Description of the task. This exercise calls for copying every line below that holds the word "configuration".

(Data records)
☆ ☆ ☆ ☆

// src/engine/failure.rs

//! Consecutive-failure tracking and backoff.

use std::time::Duration;

use crate::engine::cycle::CycleOutcome;
use crate::types::FailureState;

/// A state change produced by [`FailureController::record`].
#[derive(Debug, Clone, Copy, PartialEq, Eq)]
pub enum Transition {
    EnteredBackoff { consecutive_failures: u32 },
    Recovered { after_failures: u32 },
}

/// `Normal`/`Backoff` state machine.
///
/// Pure and synchronous; the orchestrator owns the only instance.
#[derive(Debug, Clone)]
pub struct FailureController {
    threshold: u32,
    backoff_delay: Duration,
    consecutive: u32,
    state: FailureState,
}

impl FailureController {
    /// `threshold` is clamped to at least 1.
    pub fn new(threshold: u32, backoff_delay: Duration) -> Self {
        Self {
            threshold: threshold.max(1),
            backoff_delay,
            consecutive: 0,
            state: FailureState::Normal,
        }
    }

    pub fn state(&self) -> FailureState {
        self.state
    }

    pub fn consecutive_failures(&self) -> u32 {
        self.consecutive
    }

    pub fn backoff_delay(&self) -> Duration {
        self.backoff_delay
    }

    /// Fold one cycle outcome in. Aborted cycles change nothing.
    pub fn record(&mut self, outcome: &CycleOutcome) -> Option<Transition> {
        match outcome {
            CycleOutcome::Aborted { .. } => None,
            CycleOutcome::Succeeded => {
                let after = self.consecutive;
                self.consecutive = 0;
                match self.state {
                    FailureState::Backoff => {
                        self.state = FailureState::Normal;
                        Some(Transition::Recovered {
                            after_failures: after,
                        })
                    }
                    FailureState::Normal => None,
                }
            }
            CycleOutcome::Failed { .. } => {
                self.consecutive = self.consecutive.saturating_add(1);
                if self.state == FailureState::Normal && self.consecutive >= self.threshold {
                    self.state = FailureState::Backoff;
                    Some(Transition::EnteredBackoff {
                        consecutive_failures: self.consecutive,
                    })
                } else {
                    None
                }
            }
        }
    }

    /// The scheduler's wait, or the extended delay while in backoff.
    pub fn next_wait(&self, scheduled: Duration) -> Duration {
        match self.state {
            FailureState::Normal => scheduled,
            FailureState::Backoff => self.backoff_delay,
        }
    }
}
// src/engine/scheduler.rs

//! Fixed-cadence wait computation.
//!
//! Pure: no clocks are read here. The orchestrator passes in how long the
//! last cycle took and gets back how long to sleep before the next one.

use std::time::Duration;

/// Informational signal that the measured elapsed time was unusual.
#[derive(Debug, Clone, Copy, PartialEq)]
pub enum Drift {
    /// Elapsed was negative (clock skew); clamped to zero.
    ClockSkew { elapsed_secs: f64 },
    /// The cycle took at least twice the target interval.
    Overrun { elapsed_secs: f64, target_secs: f64 },
}

/// Result of [`CycleScheduler::wait`].
#[derive(Debug, Clone, Copy, PartialEq)]
pub struct ScheduledWait {
    pub delay: Duration,
    pub drift: Option<Drift>,
}

#[derive(Debug, Clone, Copy)]
pub struct CycleScheduler {
    target: Duration,
}

impl CycleScheduler {
    pub fn new(target: Duration) -> Self {
        Self { target }
    }

    pub fn target(&self) -> Duration {
        self.target
    }

    /// Wait before the next cycle given the previous cycle's elapsed seconds.
    ///
    /// - `elapsed >= target` → start immediately
    /// - otherwise `target - elapsed`
    /// - negative (or NaN) elapsed counts as zero
    pub fn wait(&self, elapsed_secs: f64) -> ScheduledWait {
        let target_secs = self.target.as_secs_f64();

        if elapsed_secs.is_nan() || elapsed_secs < 0.0 {
            return ScheduledWait {
                delay: self.target,
                drift: Some(Drift::ClockSkew { elapsed_secs }),
            };
        }

        if elapsed_secs >= target_secs {
            let drift = (elapsed_secs >= 2.0 * target_secs).then_some(Drift::Overrun {
                elapsed_secs,
                target_secs,
            });
            return ScheduledWait {
                delay: Duration::ZERO,
                drift,
            };
        }

        ScheduledWait {
            delay: Duration::from_secs_f64((target_secs - elapsed_secs).max(0.0)),
            drift: None,
        }
    }

    /// Convenience for monotonic measurements, which cannot be negative.
    pub fn wait_after(&self, elapsed: Duration) -> ScheduledWait {
        self.wait(elapsed.as_secs_f64())
    }
}
// src/config/loader.rs

use std::fs;
use std::path::{Path, PathBuf};

use crate::config::model::{ConfigFile, RawConfigFile};
use crate::errors::Result;

/// Load a configuration file from a given path and return the raw `RawConfigFile`.
///
/// This only performs TOML deserialization; it does **not** perform semantic
/// validation. Use [`load_and_validate`] for that.
pub fn load_from_path(path: impl AsRef<Path>) -> Result<RawConfigFile> {
    let path = path.as_ref();
    let contents = fs::read_to_string(path)?;

    let config: RawConfigFile = toml::from_str(&contents)?;

    Ok(config)
}

/// Load a configuration file from path and run validation.
///
/// This is the recommended entry point for the rest of the application:
///
/// - Reads TOML.
/// - Applies defaults (handled by `serde` + `Default` impls).
/// - Checks cadence / threshold sanity and the stage list.
/// - Resolves relative paths against the directory holding the file.
pub fn load_and_validate(path: impl AsRef<Path>) -> Result<ConfigFile> {
    let path = path.as_ref();
    let raw_config = load_from_path(path)?;
    let config = ConfigFile::try_from(raw_config)?;
    Ok(config.with_base_dir(config_root_dir(path)))
}

/// Environment variable naming the config file when `--config` is absent.
pub const CONFIG_ENV_VAR: &str = "PIPELOOP_CONFIG";

/// Config path used when `--config` is not given: `$PIPELOOP_CONFIG`, else
/// `Pipeloop.toml` in the current working directory.
pub fn default_config_path() -> PathBuf {
    config_path_from_env(std::env::var_os(CONFIG_ENV_VAR))
}

fn config_path_from_env(var: Option<std::ffi::OsString>) -> PathBuf {
    match var {
        Some(v) if !v.is_empty() => PathBuf::from(v),
        _ => PathBuf::from("Pipeloop.toml"),
    }
}

/// Directory relative config paths are resolved against.
///
/// - If the config path has a non-empty parent (e.g. "deploy/Pipeloop.toml"),
///   we use that directory.
/// - If it's just a bare filename like "Pipeloop.toml" (parent = ""),
///   we fall back to the current working directory "."
fn config_root_dir(config_path: &Path) -> PathBuf {
    match config_path.parent() {
        Some(parent) if !parent.as_os_str().is_empty() => parent.to_path_buf(),
        _ => std::env::current_dir().unwrap_or_else(|_| PathBuf::from(".")),
    }
}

☆ ☆ ☆ ☆

Answer space.
/// Load a configuration file from a given path and return the raw `RawConfigFile`.
/// Load a configuration file from path and run validation.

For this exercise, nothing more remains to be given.